Non, ce qui est prenant avec L'Insouciance, c'est sa fureur, son engagement qui bouillonne dans chacune de ses intrigues, sa puissance narrative, son rythme implacable, sa tension qui s'invite l'air de rien pour finir par vous tenir solidement dans son emprise. L'Insouciance, on n'y échappe pas, on y est happé, on y étouffe presque. A l'inverse de L'Invention de nos vies qui jouait avec ses thèmes plus qu'il ne les analysait (l'identité, le mensonge, le destin, le sens), ici, tout est disséqué, retourné jusqu'à en atteindre une forme de malaise et d'absurdité totale. Chaque personne se voue corps et âme à sa quête personnelle, pour finalement se heurter à son aberration : Osman et sa soif de reconnaissance politique, sa vengeance envers la société, son appétit pour la justice, Marion et sa dérive entre un mariage qui ne lui inspire plus grand-chose et une relation qui lui inspire tout un tas de signaux d'alerte, avec en toile de fond un traumatisme pas forcément tout à fait évacué, Romain et ses ruines, son envie de mourir, sa culpabilité, et François, son argent et son ennui, ses mensonges, ses fuites. Tous les quatre se répondent bien sûr, se trahissent, se trompent, bataillent entre les deux piliers majeurs du roman : l'identité et la violence, comment l'une fausse l'autre ou l'amplifie, comment on prend l'une pour la cause de l'autre et vice-versa.

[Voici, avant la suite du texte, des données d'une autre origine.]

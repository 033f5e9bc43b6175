//! Named-event emitter host.
//!
//! Listeners subscribe per event name with `register-listener` or
//! `subscribe` and are removed with any of the three deregistering methods.

use std::sync::Arc;

use crate::error::HostResult;
use crate::value::Value;

use super::listeners::ListenerSet;
use super::{callback_arg, string_arg, unknown_method, value_arg, Arg, HostFn, HostObject, Member};

const METHODS: &[&str] = &[
    "register-listener",
    "deregister-listener",
    "subscribe",
    "unsubscribe",
    "remove-subscription",
    "emit",
    "listener-count",
    "bind-emit",
];

/// An in-process event emitter.
#[derive(Debug, Default)]
pub struct Emitter {
    name: String,
    listeners: Arc<ListenerSet>,
}

impl Emitter {
    pub fn new(name: impl Into<String>) -> Self {
        Self {
            name: name.into(),
            listeners: Arc::new(ListenerSet::new()),
        }
    }

    /// Emit `value` to every listener of `event`. Returns how many ran.
    pub fn emit(&self, event: &str, value: impl Into<Value>) -> usize {
        self.listeners.fire(event, &value.into())
    }

    #[must_use]
    pub fn listener_count(&self, event: &str) -> usize {
        self.listeners.count(event)
    }
}

impl HostObject for Emitter {
    fn shape(&self) -> &'static str {
        "emitter"
    }

    fn methods(&self) -> &'static [&'static str] {
        METHODS
    }

    fn property(&self, name: &str) -> Member {
        match name {
            "name" => Member::Value(Value::String(self.name.clone())),
            _ => Member::Absent,
        }
    }

    fn invoke(&self, method: &str, args: Vec<Arg>) -> HostResult<Member> {
        match method {
            "register-listener" | "subscribe" => {
                let event = string_arg(method, &args, 0)?;
                let callback = callback_arg(method, &args, 1)?;
                self.listeners.add(event, callback);
                Ok(Member::Value(Value::Null))
            }
            "deregister-listener" | "unsubscribe" | "remove-subscription" => {
                let event = string_arg(method, &args, 0)?;
                let callback = callback_arg(method, &args, 1)?;
                Ok(Member::Value(Value::Bool(self.listeners.remove(event, &callback))))
            }
            "emit" => {
                let event = string_arg(method, &args, 0)?;
                let delivered = self.listeners.fire(event, &value_arg(&args, 1));
                Ok(Member::Value(Value::Int(delivered as i64)))
            }
            "listener-count" => {
                let event = string_arg(method, &args, 0)?;
                Ok(Member::Value(Value::Int(self.listeners.count(event) as i64)))
            }
            "bind-emit" => {
                let event = string_arg(method, &args, 0)?.to_string();
                let listeners = Arc::clone(&self.listeners);
                Ok(Member::Function(HostFn::new(move |args| {
                    let delivered = listeners.fire(&event, &value_arg(&args, 0));
                    Ok(Member::Value(Value::Int(delivered as i64)))
                })))
            }
            other => Err(unknown_method(self.shape(), other)),
        }
    }
}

Autant le dire tout de suite : le constat est amer, pessimiste, si ce n'est dévastateur. Karine Tuil s'applique à révéler l'univers occidental de façon aussi amère que révoltante, avec un certain cynisme qui pourrait être un peu plus nuancé, mais qui reste pertinent tout au long du récit. On peut regretter certains poncifs, certains lieux communs, certains constats un peu moins fins que d'autres, mais le tout reste d'une rage, d'une ferveur et d'une énergie telle - à dix mille lieux de l'insouciance du titre, finalement -, et on ne peut que se laisser porter (voire s'emporter tout court).
Il y a enfin quelque chose de perturbant chez les personnages de Karine Tuil, en ce qu'ils restent des personnalités individuelles, des figures avec leur nom et leur histoire propres, tout en restant curieusement universels, "impersonnels", comme des véhicules de réalités qui les dépassent, menant à bien à la fois leur parcours à eux et celui d'une société tout entière. On les visualise, et dans le même temps on ne cesse de leur assigner des visages différents au fil du récit : celui d'un politicien en vue, d'une journaliste tombée en disgrâce, d'une actrice indignée, d'un criminel condamné, d'une politicienne insaisissable, d'un anonyme parmi d'autres. Ces non-héros deviennent des transmetteurs, des réceptacles, et par-là même se font d'autant plus mémorables.
L'Insouciance s'offre donc comme une belle claque totale, un peu brute dans sa forme comme dans son fond, mais qui a le grand mérite de secouer son lecteur un grand coup et de lui faire quelques rappels nécessaires. Une oeuvre importante, solide, qui prend le temps de faire les constats qu'elle a à faire, et qui donne surtout une furieuse envie d'agir. Un roman qui a peut-être un peu trop conscience d'être politique, qui cherche parfois un peu visiblement à être "un grand roman de son temps," un roman à prix que l'on retrouvera dans les listes des grands romans du début du XXIème siècle, mais on le lui pardonnera.